--- Material for this task Enclosed Below ---

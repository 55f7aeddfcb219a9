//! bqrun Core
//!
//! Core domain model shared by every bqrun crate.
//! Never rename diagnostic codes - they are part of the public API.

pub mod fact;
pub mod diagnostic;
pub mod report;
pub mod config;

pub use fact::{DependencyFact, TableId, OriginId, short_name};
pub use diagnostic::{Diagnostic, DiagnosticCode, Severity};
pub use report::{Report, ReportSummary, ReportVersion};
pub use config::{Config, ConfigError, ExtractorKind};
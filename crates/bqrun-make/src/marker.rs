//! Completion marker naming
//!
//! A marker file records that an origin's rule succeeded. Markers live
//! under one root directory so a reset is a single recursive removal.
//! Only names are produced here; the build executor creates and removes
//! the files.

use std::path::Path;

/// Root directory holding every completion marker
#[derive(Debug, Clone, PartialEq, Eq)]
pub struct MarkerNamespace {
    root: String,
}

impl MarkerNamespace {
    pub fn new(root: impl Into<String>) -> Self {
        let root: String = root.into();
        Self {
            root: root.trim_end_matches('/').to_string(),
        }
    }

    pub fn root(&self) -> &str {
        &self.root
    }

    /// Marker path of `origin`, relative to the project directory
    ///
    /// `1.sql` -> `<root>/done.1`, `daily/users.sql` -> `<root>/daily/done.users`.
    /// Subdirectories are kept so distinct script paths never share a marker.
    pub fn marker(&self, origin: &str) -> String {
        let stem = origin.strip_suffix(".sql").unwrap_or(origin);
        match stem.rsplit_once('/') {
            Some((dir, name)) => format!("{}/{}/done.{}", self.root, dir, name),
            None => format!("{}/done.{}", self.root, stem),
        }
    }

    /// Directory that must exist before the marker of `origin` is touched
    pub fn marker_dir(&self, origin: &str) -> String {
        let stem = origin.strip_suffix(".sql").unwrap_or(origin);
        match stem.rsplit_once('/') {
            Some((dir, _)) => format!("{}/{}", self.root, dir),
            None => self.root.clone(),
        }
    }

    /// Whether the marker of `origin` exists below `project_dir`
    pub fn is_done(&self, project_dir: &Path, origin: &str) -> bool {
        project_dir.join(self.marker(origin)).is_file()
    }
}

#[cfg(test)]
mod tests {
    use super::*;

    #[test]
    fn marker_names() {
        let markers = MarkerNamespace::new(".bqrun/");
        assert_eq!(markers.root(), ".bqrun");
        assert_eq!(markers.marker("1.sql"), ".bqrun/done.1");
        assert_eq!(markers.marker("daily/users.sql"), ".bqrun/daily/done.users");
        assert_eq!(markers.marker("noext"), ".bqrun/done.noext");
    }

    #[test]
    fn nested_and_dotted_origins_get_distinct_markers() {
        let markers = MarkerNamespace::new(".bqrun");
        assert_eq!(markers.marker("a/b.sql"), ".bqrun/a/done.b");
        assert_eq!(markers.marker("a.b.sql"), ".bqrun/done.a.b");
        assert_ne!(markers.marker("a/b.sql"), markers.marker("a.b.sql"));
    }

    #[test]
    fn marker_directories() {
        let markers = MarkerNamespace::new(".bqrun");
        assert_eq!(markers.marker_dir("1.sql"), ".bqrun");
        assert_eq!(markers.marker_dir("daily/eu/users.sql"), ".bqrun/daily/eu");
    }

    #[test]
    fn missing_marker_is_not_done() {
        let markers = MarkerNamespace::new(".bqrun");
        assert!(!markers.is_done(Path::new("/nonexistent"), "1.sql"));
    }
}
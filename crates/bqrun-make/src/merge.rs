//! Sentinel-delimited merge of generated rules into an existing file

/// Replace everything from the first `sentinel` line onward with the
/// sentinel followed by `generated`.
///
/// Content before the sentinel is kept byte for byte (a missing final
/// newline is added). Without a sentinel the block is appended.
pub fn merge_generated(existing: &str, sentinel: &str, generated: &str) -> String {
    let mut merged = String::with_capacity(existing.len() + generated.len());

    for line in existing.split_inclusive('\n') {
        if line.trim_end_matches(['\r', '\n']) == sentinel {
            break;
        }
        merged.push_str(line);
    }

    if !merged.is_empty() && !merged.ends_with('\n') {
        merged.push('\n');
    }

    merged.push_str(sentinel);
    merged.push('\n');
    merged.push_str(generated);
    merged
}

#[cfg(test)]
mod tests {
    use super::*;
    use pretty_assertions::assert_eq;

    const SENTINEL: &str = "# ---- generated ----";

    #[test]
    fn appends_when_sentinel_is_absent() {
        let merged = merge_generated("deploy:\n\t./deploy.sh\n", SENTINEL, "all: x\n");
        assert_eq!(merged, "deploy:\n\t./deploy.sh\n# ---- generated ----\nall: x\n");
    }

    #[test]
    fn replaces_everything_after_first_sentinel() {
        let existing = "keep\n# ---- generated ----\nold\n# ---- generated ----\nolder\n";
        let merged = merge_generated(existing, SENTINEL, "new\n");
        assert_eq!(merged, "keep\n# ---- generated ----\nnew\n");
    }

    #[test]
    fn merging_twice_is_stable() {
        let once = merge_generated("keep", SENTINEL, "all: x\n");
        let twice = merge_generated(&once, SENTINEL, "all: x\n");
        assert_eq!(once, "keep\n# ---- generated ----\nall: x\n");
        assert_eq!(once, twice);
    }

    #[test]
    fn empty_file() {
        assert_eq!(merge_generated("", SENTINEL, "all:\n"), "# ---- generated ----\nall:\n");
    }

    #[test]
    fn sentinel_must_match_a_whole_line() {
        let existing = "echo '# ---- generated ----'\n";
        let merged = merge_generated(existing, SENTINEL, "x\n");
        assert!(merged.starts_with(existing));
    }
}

--- End of Enclosed Material for this task ---

- _To do_:
Find "merged.push_str(sentinel);" in the entries above, then repeat its line and all lines after it exactly, down to the last line.

- _Answer space_:
    merged.push_str(sentinel);
    merged.push('\n');
    merged.push_str(generated);
    merged
}

#[cfg(test)]
mod tests {
    use super::*;
    use pretty_assertions::assert_eq;

    const SENTINEL: &str = "# ---- generated ----";

    #[test]
    fn appends_when_sentinel_is_absent() {
        let merged = merge_generated("deploy:\n\t./deploy.sh\n", SENTINEL, "all: x\n");
        assert_eq!(merged, "deploy:\n\t./deploy.sh\n# ---- generated ----\nall: x\n");
    }

    #[test]
    fn replaces_everything_after_first_sentinel() {
        let existing = "keep\n# ---- generated ----\nold\n# ---- generated ----\nolder\n";
        let merged = merge_generated(existing, SENTINEL, "new\n");
        assert_eq!(merged, "keep\n# ---- generated ----\nnew\n");
    }

    #[test]
    fn merging_twice_is_stable() {
        let once = merge_generated("keep", SENTINEL, "all: x\n");
        let twice = merge_generated(&once, SENTINEL, "all: x\n");
        assert_eq!(once, "keep\n# ---- generated ----\nall: x\n");
        assert_eq!(once, twice);
    }

    #[test]
    fn empty_file() {
        assert_eq!(merge_generated("", SENTINEL, "all:\n"), "# ---- generated ----\nall:\n");
    }

    #[test]
    fn sentinel_must_match_a_whole_line() {
        let existing = "echo '# ---- generated ----'\n";
        let merged = merge_generated(existing, SENTINEL, "x\n");
        assert!(merged.starts_with(existing));
    }
}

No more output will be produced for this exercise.